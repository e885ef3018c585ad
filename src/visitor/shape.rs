//! Pure classification of syntax nodes into declaration shapes.
use tree_sitter::Node;

use super::node_text;
use crate::platform::PlatformRules;

/// A recognized flow declaration, before any metadata is extracted.
#[derive(Debug, Clone, Copy, PartialEq, Eq)]
pub enum DeclarationShape<'a> {
    /// `@flow(...)` / `@dag` on a function definition.
    Decorated {
        function: Node<'a>,
        function_name: &'a str,
        /// The marker call, absent for a bare `@flow`.
        marker_call: Option<Node<'a>>,
    },
    /// `name = DAG(...)`.
    Instantiated {
        statement: Node<'a>,
        target: &'a str,
        call: Node<'a>,
    },
}

/// Final segment of a name reference or attribute access: `DAG` for
/// both `DAG` and `airflow.models.DAG`.
pub fn reference_name<'a>(node: Node<'a>, source: &'a str) -> Option<&'a str> {
    match node.kind() {
        "identifier" => Some(node_text(node, source)),
        "attribute" => Some(node_text(node.child_by_field_name("attribute")?, source)),
        _ => None,
    }
}

/// Callee name of a call expression.
pub fn call_name<'a>(call: Node<'a>, source: &'a str) -> Option<&'a str> {
    if call.kind() != "call" {
        return None;
    }
    reference_name(call.child_by_field_name("function")?, source)
}

/// Classifies a `decorated_definition` carrying the platform's marker.
///
/// The first matching decorator wins; decorated classes never match.
pub fn classify_decorated<'a>(
    node: Node<'a>,
    source: &'a str,
    rules: &PlatformRules,
) -> Option<DeclarationShape<'a>> {
    if node.kind() != "decorated_definition" {
        return None;
    }
    let function = node.child_by_field_name("definition")?;
    if function.kind() != "function_definition" {
        return None;
    }
    let function_name = node_text(function.child_by_field_name("name")?, source);

    let mut cursor = node.walk();
    let marker_call = node
        .named_children(&mut cursor)
        .filter(|child| child.kind() == "decorator")
        .filter_map(|decorator| decorator.named_child(0))
        .find_map(|expr| match_marker(expr, source, rules.decorator))?;

    Some(DeclarationShape::Decorated {
        function,
        function_name,
        marker_call,
    })
}

/// `Some(Some(call))` for `@marker(...)`, `Some(None)` for a bare `@marker`.
fn match_marker<'a>(
    expr: Node<'a>,
    source: &'a str,
    marker: &str,
) -> Option<Option<Node<'a>>> {
    if expr.kind() == "call" {
        let name = call_name(expr, source)?;
        return (name == marker).then_some(Some(expr));
    }
    let name = reference_name(expr, source)?;
    (name == marker).then_some(None)
}

/// Classifies a simple `name = Constructor(...)` assignment.
///
/// Annotated, chained, augmented and tuple-target assignments never match.
pub fn classify_assignment<'a>(
    node: Node<'a>,
    source: &'a str,
    rules: &PlatformRules,
) -> Option<DeclarationShape<'a>> {
    let constructor = rules.constructor?;
    if node.kind() != "assignment" || node.child_by_field_name("type").is_some() {
        return None;
    }
    let left = node.child_by_field_name("left")?;
    if left.kind() != "identifier" {
        return None;
    }
    let call = node.child_by_field_name("right")?;
    if call_name(call, source)? != constructor {
        return None;
    }

    Some(DeclarationShape::Instantiated {
        statement: node,
        target: node_text(left, source),
        call,
    })
}
//! Scan settings, read from a JSON file.

use std::fmt;
use std::path::Path;

use serde::{Deserialize, Serialize};

use crate::kernel::scan::{CallContextLocator, DoubleClickSelector, Matcher, CALL_CONTEXT_LOOKBACK};

#[derive(Debug, Clone, PartialEq, Eq, Serialize, Deserialize)]
pub struct ScanSettings {
    #[serde(default = "default_lookback")]
    pub call_context_lookback: usize,
    #[serde(default = "default_order")]
    pub double_click_order: Vec<Matcher>,
    /// Skip brackets inside strings and comments.
    #[serde(default)]
    pub partition_aware: bool,
}

fn default_lookback() -> usize {
    CALL_CONTEXT_LOOKBACK
}

fn default_order() -> Vec<Matcher> {
    Matcher::DEFAULT_ORDER.to_vec()
}

impl Default for ScanSettings {
    fn default() -> Self {
        Self {
            call_context_lookback: default_lookback(),
            double_click_order: default_order(),
            partition_aware: false,
        }
    }
}

impl ScanSettings {
    pub fn from_json_str(data: &str) -> Result<Self, SettingsError> {
        serde_json::from_str(data).map_err(SettingsError::Parse)
    }

    pub fn to_json_pretty(&self) -> Result<String, SettingsError> {
        serde_json::to_string_pretty(self).map_err(SettingsError::Parse)
    }

    pub fn selector(&self) -> DoubleClickSelector {
        DoubleClickSelector::new(self.double_click_order.clone())
    }

    pub fn locator(&self) -> CallContextLocator {
        CallContextLocator::new(self.call_context_lookback)
    }
}

pub fn load_settings(path: &Path) -> Result<ScanSettings, SettingsError> {
    let data = std::fs::read_to_string(path)?;
    let settings = ScanSettings::from_json_str(&data)?;
    tracing::debug!(path = %path.display(), ?settings, "settings loaded");
    Ok(settings)
}

#[derive(Debug)]
pub enum SettingsError {
    Io(std::io::Error),
    Parse(serde_json::Error),
}

impl fmt::Display for SettingsError {
    fn fmt(&self, f: &mut fmt::Formatter<'_>) -> fmt::Result {
        match self {
            SettingsError::Io(err) => write!(f, "cannot read settings: {err}"),
            SettingsError::Parse(err) => write!(f, "invalid settings: {err}"),
        }
    }
}

impl std::error::Error for SettingsError {
    fn source(&self) -> Option<&(dyn std::error::Error + 'static)> {
        match self {
            SettingsError::Io(err) => Some(err),
            SettingsError::Parse(err) => Some(err),
        }
    }
}

impl From<std::io::Error> for SettingsError {
    fn from(err: std::io::Error) -> Self {
        SettingsError::Io(err)
    }
}

#[cfg(test)]
#[path = "../tests/unit/config.rs"]
mod tests;
//! Value types shared by the reconciler and the scanners.

pub mod region;
pub mod snapshot;
pub mod span;

pub use region::{Disjoint, Region};
pub use snapshot::{slice_to_cow, BufferSnapshot, ReadError, TextSource};
pub use span::{ScanBounds, TextSpan};
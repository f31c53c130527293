use super::*;

#[test]
fn test_empty_edit_is_absorbed() {
    let current = Region::new(10, 2, 7);
    assert_eq!(current.combine(3, 0, 0), Ok(current));
    assert_eq!(current.combine(500, 0, 0), Ok(current));
    assert_eq!(Region::EMPTY.combine(42, 0, 0), Ok(Region::EMPTY));
}

#[test]
fn test_first_edit_in_batch() {
    assert_eq!(Region::EMPTY.combine(7, 3, 1), Ok(Region::new(7, 3, 1)));
    // Any region with zero lengths counts as empty, wherever it points.
    assert_eq!(Region::new(99, 0, 0).combine(7, 3, 1), Ok(Region::new(7, 3, 1)));
}

#[test]
fn test_typing_extends_region() {
    let mut region = Region::EMPTY;
    for i in 0..5 {
        region = region.combine(10 + i, 0, 1).unwrap();
    }
    assert_eq!(region, Region::new(10, 0, 5));
}

#[test]
fn test_replace_inside_region() {
    let region = Region::new(10, 0, 5).combine(12, 1, 3).unwrap();
    assert_eq!(region, Region::new(10, 0, 7));
}

#[test]
fn test_delete_extending_left() {
    // Deleting [8, 11) removes two untouched chars and one freshly typed one.
    let region = Region::new(10, 0, 5).combine(8, 3, 0).unwrap();
    assert_eq!(region, Region::new(8, 2, 4));
}

#[test]
fn test_backspace_over_whole_insert() {
    let region = Region::new(10, 0, 3).combine(10, 3, 0).unwrap();
    assert_eq!(region, Region::new(10, 0, 0));
    assert!(region.is_empty());
}

#[test]
fn test_disjoint_after_region() {
    assert_eq!(Region::new(10, 0, 5).combine(20, 1, 1), Err(Disjoint));
}

#[test]
fn test_disjoint_before_region() {
    assert_eq!(Region::new(10, 0, 5).combine(4, 2, 2), Err(Disjoint));
    // Inserting right before the region does not touch it either.
    assert_eq!(Region::new(10, 0, 5).combine(9, 0, 1), Err(Disjoint));
}

#[test]
fn test_disjoint_when_replacement_overruns_end() {
    assert_eq!(Region::new(10, 0, 5).combine(13, 4, 1), Err(Disjoint));
}

#[test]
fn test_merged_span_covers_previous_when_growing() {
    let edits = [(12, 0, 4), (10, 0, 1), (19, 2, 3), (8, 2, 5)];
    let mut region = Region::new(10, 0, 10);
    for (offset, old_len, new_len) in edits {
        let prev = region.output_span();
        region = region.combine(offset, old_len, new_len).unwrap();
        let next = region.output_span();
        assert!(next.start <= prev.start, "{next:?} vs {prev:?}");
        assert!(next.end >= prev.end, "{next:?} vs {prev:?}");
        assert!(next.start <= offset && offset + new_len <= next.end);
    }
}

#[test]
fn test_region_accessors() {
    let region = Region::new(4, 6, 2);
    assert_eq!(region.old_end(), 10);
    assert_eq!(region.new_end(), 6);
    assert_eq!(region.output_span(), 4..6);
    assert_eq!(region.delta(), -4);
    assert_eq!(region.to_string(), "@4 -6 +2");
}

#[test]
fn test_region_serde() {
    let region: Region = serde_json::from_str(r#"{"offset":3,"old_len":0,"new_len":2}"#).unwrap();
    assert_eq!(region, Region::new(3, 0, 2));
}
use super::tokenizer::Tokenizer;
use crate::models::{TextSource, TextSpan};

/// Bracket pairs recognised by the double-click matcher, opening first.
pub const BRACKET_PAIRS: [(char, char); 4] = [('{', '}'), ('(', ')'), ('[', ']'), ('<', '>')];

fn opening_of(close: char) -> Option<char> {
    BRACKET_PAIRS
        .iter()
        .find(|(_, c)| *c == close)
        .map(|(o, _)| *o)
}

fn closing_of(open: char) -> Option<char> {
    BRACKET_PAIRS
        .iter()
        .find(|(o, _)| *o == open)
        .map(|(_, c)| *c)
}

/// The bracket pair touching `offset`, both brackets included.
///
/// The bracket just before `offset` wins over the one at `offset`. Brackets
/// inside strings or comments (as far as the tokenizer knows) never start a
/// match.
pub fn match_pair<S, T>(text: &S, tokenizer: &T, offset: usize) -> Option<TextSpan>
where
    S: TextSource + ?Sized,
    T: Tokenizer + ?Sized,
{
    let len = text.len_chars();
    if offset > len {
        tracing::trace!(offset, len, "bracket match outside buffer");
        return None;
    }

    let before = offset
        .checked_sub(1)
        .and_then(|pos| match_from(text, tokenizer, pos));
    before.or_else(|| match_from(text, tokenizer, offset))
}

fn match_from<S, T>(text: &S, tokenizer: &T, pos: usize) -> Option<TextSpan>
where
    S: TextSource + ?Sized,
    T: Tokenizer + ?Sized,
{
    let len = text.len_chars();
    if pos >= len || !tokenizer.is_code(pos) {
        return None;
    }
    let ch = text.char_at(pos).ok()?;

    if let Some(close) = closing_of(ch) {
        let end = tokenizer.find_closing_peer(pos + 1, len, ch, close)?;
        return Some(TextSpan::from_range(pos..end + 1));
    }
    if let Some(open) = opening_of(ch) {
        let start = tokenizer.find_opening_peer(pos.checked_sub(1)?, 0, open, ch)?;
        return Some(TextSpan::from_range(start..pos + 1));
    }
    None
}

/// The text strictly between the brackets of [`match_pair`]. Empty pairs such
/// as `()` give nothing to select.
pub fn select_bracket_content<S, T>(text: &S, tokenizer: &T, offset: usize) -> Option<TextSpan>
where
    S: TextSource + ?Sized,
    T: Tokenizer + ?Sized,
{
    match_pair(text, tokenizer, offset)?.inner()
}

#[cfg(test)]
#[path = "../../../tests/unit/kernel/scan/bracket.rs"]
mod tests;
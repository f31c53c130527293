use serde::{Deserialize, Serialize};

use super::bracket::select_bracket_content;
use super::quote::match_quoted;
use super::tokenizer::Tokenizer;
use super::word::select_word;
use crate::models::{TextSource, TextSpan};

/// One double-click strategy.
#[derive(Debug, Clone, Copy, PartialEq, Eq, Hash, Serialize, Deserialize)]
#[serde(rename_all = "snake_case")]
pub enum Matcher {
    Bracket,
    Quote,
    Word,
}

impl Matcher {
    pub const DEFAULT_ORDER: [Matcher; 3] = [Matcher::Bracket, Matcher::Quote, Matcher::Word];

    pub fn name(self) -> &'static str {
        match self {
            Matcher::Bracket => "bracket",
            Matcher::Quote => "quote",
            Matcher::Word => "word",
        }
    }

    pub fn try_match<S, T>(self, text: &S, tokenizer: &T, offset: usize) -> Option<TextSpan>
    where
        S: TextSource + ?Sized,
        T: Tokenizer + ?Sized,
    {
        match self {
            Matcher::Bracket => select_bracket_content(text, tokenizer, offset),
            Matcher::Quote => match_quoted(text, offset),
            // A caret-only word means no word here, so later strategies still run.
            Matcher::Word => Some(select_word(text, offset)).filter(|span| !span.is_empty()),
        }
    }
}

/// Ordered matcher pipeline for double-click selection.
#[derive(Debug, Clone, PartialEq, Eq)]
pub struct DoubleClickSelector {
    order: Vec<Matcher>,
}

impl Default for DoubleClickSelector {
    fn default() -> Self {
        Self::new(Matcher::DEFAULT_ORDER.to_vec())
    }
}

impl DoubleClickSelector {
    pub fn new(order: Vec<Matcher>) -> Self {
        Self { order }
    }

    pub fn order(&self) -> &[Matcher] {
        &self.order
    }

    /// First hit of the pipeline, or a zero-length span at `offset`.
    pub fn select<S, T>(&self, text: &S, tokenizer: &T, offset: usize) -> TextSpan
    where
        S: TextSource + ?Sized,
        T: Tokenizer + ?Sized,
    {
        for matcher in &self.order {
            if let Some(span) = matcher.try_match(text, tokenizer, offset) {
                tracing::debug!(
                    offset,
                    matcher = matcher.name(),
                    start = span.offset,
                    len = span.len,
                    "double-click resolved"
                );
                return span;
            }
        }
        tracing::debug!(offset, "double-click matched nothing");
        TextSpan::empty(offset)
    }
}

#[cfg(test)]
#[path = "../../../tests/unit/kernel/scan/selector.rs"]
mod tests;
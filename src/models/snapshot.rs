//! Immutable buffer snapshots and the read capability scanners work against.

use ropey::{Rope, RopeSlice};
use std::borrow::Cow;
use std::fmt;

/// A read outside `0..len`.
#[derive(Debug, Clone, Copy, PartialEq, Eq)]
pub enum ReadError {
    OutOfRange { index: usize, len: usize },
}

impl fmt::Display for ReadError {
    fn fmt(&self, f: &mut fmt::Formatter<'_>) -> fmt::Result {
        match self {
            ReadError::OutOfRange { index, len } => {
                write!(f, "char index {index} out of range for buffer of {len} chars")
            }
        }
    }
}

impl std::error::Error for ReadError {}

/// Random-access char reads over a text buffer. Offsets are char indices.
pub trait TextSource {
    fn len_chars(&self) -> usize;

    fn char_at(&self, index: usize) -> Result<char, ReadError>;

    fn slice(&self, offset: usize, len: usize) -> Result<Cow<'_, str>, ReadError>;

    fn is_empty(&self) -> bool {
        self.len_chars() == 0
    }
}

/// Borrows the slice's text when it sits in a single rope chunk.
pub fn slice_to_cow(slice: RopeSlice<'_>) -> Cow<'_, str> {
    match slice.as_str() {
        Some(s) => Cow::Borrowed(s),
        None => Cow::Owned(slice.to_string()),
    }
}

impl TextSource for Rope {
    fn len_chars(&self) -> usize {
        Rope::len_chars(self)
    }

    fn char_at(&self, index: usize) -> Result<char, ReadError> {
        self.get_char(index).ok_or(ReadError::OutOfRange {
            index,
            len: Rope::len_chars(self),
        })
    }

    fn slice(&self, offset: usize, len: usize) -> Result<Cow<'_, str>, ReadError> {
        let total = Rope::len_chars(self);
        let end = offset.checked_add(len).filter(|end| *end <= total).ok_or(
            ReadError::OutOfRange {
                index: offset.saturating_add(len),
                len: total,
            },
        )?;
        Ok(slice_to_cow(Rope::slice(self, offset..end)))
    }
}

/// A point-in-time copy of a document. Cloning shares the rope's chunks, so
/// the host can hand one to every scan without copying text.
#[derive(Debug, Clone, Default)]
pub struct BufferSnapshot {
    rope: Rope,
}

impl BufferSnapshot {
    pub fn from_text(text: &str) -> Self {
        Self {
            rope: Rope::from_str(text),
        }
    }

    pub fn from_rope(rope: Rope) -> Self {
        Self { rope }
    }

    pub fn rope(&self) -> &Rope {
        &self.rope
    }
}

impl From<&str> for BufferSnapshot {
    fn from(text: &str) -> Self {
        Self::from_text(text)
    }
}

impl TextSource for BufferSnapshot {
    fn len_chars(&self) -> usize {
        self.rope.len_chars()
    }

    fn char_at(&self, index: usize) -> Result<char, ReadError> {
        self.rope.char_at(index)
    }

    fn slice(&self, offset: usize, len: usize) -> Result<Cow<'_, str>, ReadError> {
        TextSource::slice(&self.rope, offset, len)
    }
}

#[cfg(test)]
#[path = "../../tests/unit/models/snapshot.rs"]
mod tests;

#### Problem details:
Using the listing above, work out how many lines contain the string "super" and return only that number.

#### Answer section:
7